Your task =
Write each entry out again, exactly as it is written.

BEGIN Entries provided

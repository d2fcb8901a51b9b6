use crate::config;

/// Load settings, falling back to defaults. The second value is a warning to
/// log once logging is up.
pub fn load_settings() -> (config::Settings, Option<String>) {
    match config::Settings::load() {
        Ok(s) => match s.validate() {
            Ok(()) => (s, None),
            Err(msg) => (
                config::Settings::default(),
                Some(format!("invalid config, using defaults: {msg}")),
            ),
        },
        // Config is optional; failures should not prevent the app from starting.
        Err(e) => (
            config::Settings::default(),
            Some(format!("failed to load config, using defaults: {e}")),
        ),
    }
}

END Entries provided

Solution to this task =
repository d2fcb8901a51b9b6
use crate::config;

/// Load settings, falling back to defaults. The second value is a warning to
/// log once logging is up.
pub fn load_settings() -> (config::Settings, Option<String>) {
    match config::Settings::load() {
        Ok(s) => match s.validate() {
            Ok(()) => (s, None),
            Err(msg) => (
                config::Settings::default(),
                Some(format!("invalid config, using defaults: {msg}")),
            ),
        },
        // Config is optional; failures should not prevent the app from starting.
        Err(e) => (
            config::Settings::default(),
            Some(format!("failed to load config, using defaults: {e}")),
        ),
    }
}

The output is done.